Raising the dam by 18 feet is estimated to deliver an additional project 80,000 acre-feet of storage at a cost of $1.4 billion, which would be benefit and be paid in part by the large Westlands Water District. Feinstein worked with House Republican Leader Kevin McCarthy, R-Bakersfield, to author a bill in 2016 that last year provided $20 million to the Shasta Dam project.

Becerra in May asked for a preliminary injunction to block Westlands from performing an environmental impact review on the project, claiming the district is a state entity interfering with a federal project and it would violate environmental protection laws.
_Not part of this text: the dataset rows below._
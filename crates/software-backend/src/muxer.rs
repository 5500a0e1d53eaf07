//! Y4M muxer for raw I420 streams.

use std::fs::File;
use std::path::{Path, PathBuf};

use duocam_codec_core::{BufferInfo, MediaFormat, MediaMuxer, ResourceGuard, MIME_RAW_VIDEO};
use duocam_common::{DuocamError, DuocamResult};

use crate::y4m::{Y4mHeader, Y4mWriter};

#[derive(Debug, Clone, Copy, PartialEq, Eq)]
enum MuxerState {
    Initialized,
    Started,
    Stopped,
    Released,
}

/// Writes one `video/raw` track as YUV4MPEG2. The output file is created
/// on construction and the stream header is written on `start`.
#[derive(Debug)]
pub struct Y4mMuxer {
    path: PathBuf,
    file: Option<File>,
    writer: Option<Y4mWriter>,
    track: Option<MediaFormat>,
    state: MuxerState,
    guard: ResourceGuard,
}

impl Y4mMuxer {
    pub fn create(path: &Path, guard: ResourceGuard) -> DuocamResult<Self> {
        let file = File::create(path).map_err(|e| {
            DuocamError::muxer(format!("cannot create {}: {e}", path.display()))
        })?;
        Ok(Self {
            path: path.to_path_buf(),
            file: Some(file),
            writer: None,
            track: None,
            state: MuxerState::Initialized,
            guard,
        })
    }

    pub fn path(&self) -> &Path {
        &self.path
    }
}

impl MediaMuxer for Y4mMuxer {
    fn add_track(&mut self, format: &MediaFormat) -> DuocamResult<usize> {
        if self.state != MuxerState::Initialized {
            return Err(DuocamError::muxer("tracks must be added before start"));
        }
        if self.track.is_some() {
            return Err(DuocamError::muxer("Y4M holds a single video track"));
        }
        if format.mime != MIME_RAW_VIDEO || format.size().is_none() {
            return Err(DuocamError::muxer(format!(
                "Y4M cannot carry {}",
                format.mime
            )));
        }
        self.track = Some(format.clone());
        Ok(0)
    }

    fn start(&mut self) -> DuocamResult<()> {
        if self.state != MuxerState::Initialized {
            return Err(DuocamError::muxer(format!("start while {:?}", self.state)));
        }
        let (Some(track), Some(file)) = (&self.track, self.file.take()) else {
            return Err(DuocamError::muxer("start without a track"));
        };
        let (width, height) = track
            .size()
            .ok_or_else(|| DuocamError::muxer("track has no picture size"))?;
        let header = Y4mHeader::with_frame_rate(width, height, track.frame_rate.unwrap_or(30.0));
        self.writer = Some(Y4mWriter::from_file(file, header)?);
        self.state = MuxerState::Started;
        tracing::debug!(path = %self.path.display(), width, height, "muxer started");
        Ok(())
    }

    fn write_sample_data(
        &mut self,
        track: usize,
        data: &[u8],
        info: &BufferInfo,
    ) -> DuocamResult<()> {
        if self.state != MuxerState::Started {
            return Err(DuocamError::muxer(format!(
                "write_sample_data while {:?}",
                self.state
            )));
        }
        if track != 0 {
            return Err(DuocamError::muxer(format!("no track {track}")));
        }
        if info.is_codec_config() {
            return Ok(());
        }
        let end = info.offset + info.size;
        let sample = data.get(info.offset..end).ok_or_else(|| {
            DuocamError::muxer(format!(
                "sample range {}..{end} exceeds buffer of {} bytes",
                info.offset,
                data.len()
            ))
        })?;
        let writer = self
            .writer
            .as_mut()
            .ok_or_else(|| DuocamError::muxer("muxer has no writer"))?;
        writer.write_frame(sample)
    }

    fn stop(&mut self) -> DuocamResult<()> {
        if self.state != MuxerState::Started {
            return Err(DuocamError::muxer(format!("stop while {:?}", self.state)));
        }
        self.state = MuxerState::Stopped;
        if let Some(writer) = self.writer.take() {
            let frames = writer.finish()?;
            tracing::debug!(path = %self.path.display(), frames, "muxer stopped");
        }
        Ok(())
    }

    fn release(&mut self) {
        if self.state == MuxerState::Released {
            return;
        }
        self.state = MuxerState::Released;
        self.file = None;
        self.writer = None;
        self.guard.release();
    }
}
//! Host capability report for `duocam check`.

use gstreamer as gst;
use serde::Serialize;

use crate::encoder::find_h264_encoder;
use crate::factory::GstCodecFactory;
use crate::init_gstreamer;

#[derive(Debug, Clone, Serialize)]
pub struct GstEnvironment {
    /// `None` when GStreamer failed to initialize.
    pub version: Option<String>,
    /// H.264 encoder element a merge would use.
    pub encoder: Option<String>,
    pub hardware_encoder: bool,
    pub missing_elements: Vec<String>,
}

impl GstEnvironment {
    pub fn is_usable(&self) -> bool {
        self.version.is_some() && self.encoder.is_some() && self.missing_elements.is_empty()
    }
}

pub fn probe_environment() -> GstEnvironment {
    if let Err(e) = init_gstreamer() {
        tracing::warn!(error = %e, "GStreamer unavailable");
        return GstEnvironment {
            version: None,
            encoder: None,
            hardware_encoder: false,
            missing_elements: Vec::new(),
        };
    }
    let encoder = find_h264_encoder();
    GstEnvironment {
        version: Some(gst::version_string().to_string()),
        hardware_encoder: encoder.is_some_and(|name| !matches!(name, "x264enc" | "openh264enc")),
        encoder: encoder.map(str::to_string),
        missing_elements: GstCodecFactory::missing_elements()
            .into_iter()
            .map(str::to_string)
            .collect(),
    }
}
A Shasta County judge in July agreed to halt the study.

In a statement issued earlier this week, Westlands countered that Becerra had agreed to a study “in the abstract,” rather than the standard public review process, and that no state agency has found the river would incur negative environmental impacts from the project.

“The Attorney General obtained this injunction against Westlands for the express purpose of excluding the public and other agencies from the District’s analytical process,” said Westlands General Manager Tom Birmingham. “In more than 35 years of experience working on issues related to CEQA, I am unaware of any court ever enjoining the preparation of an environmental impact report.”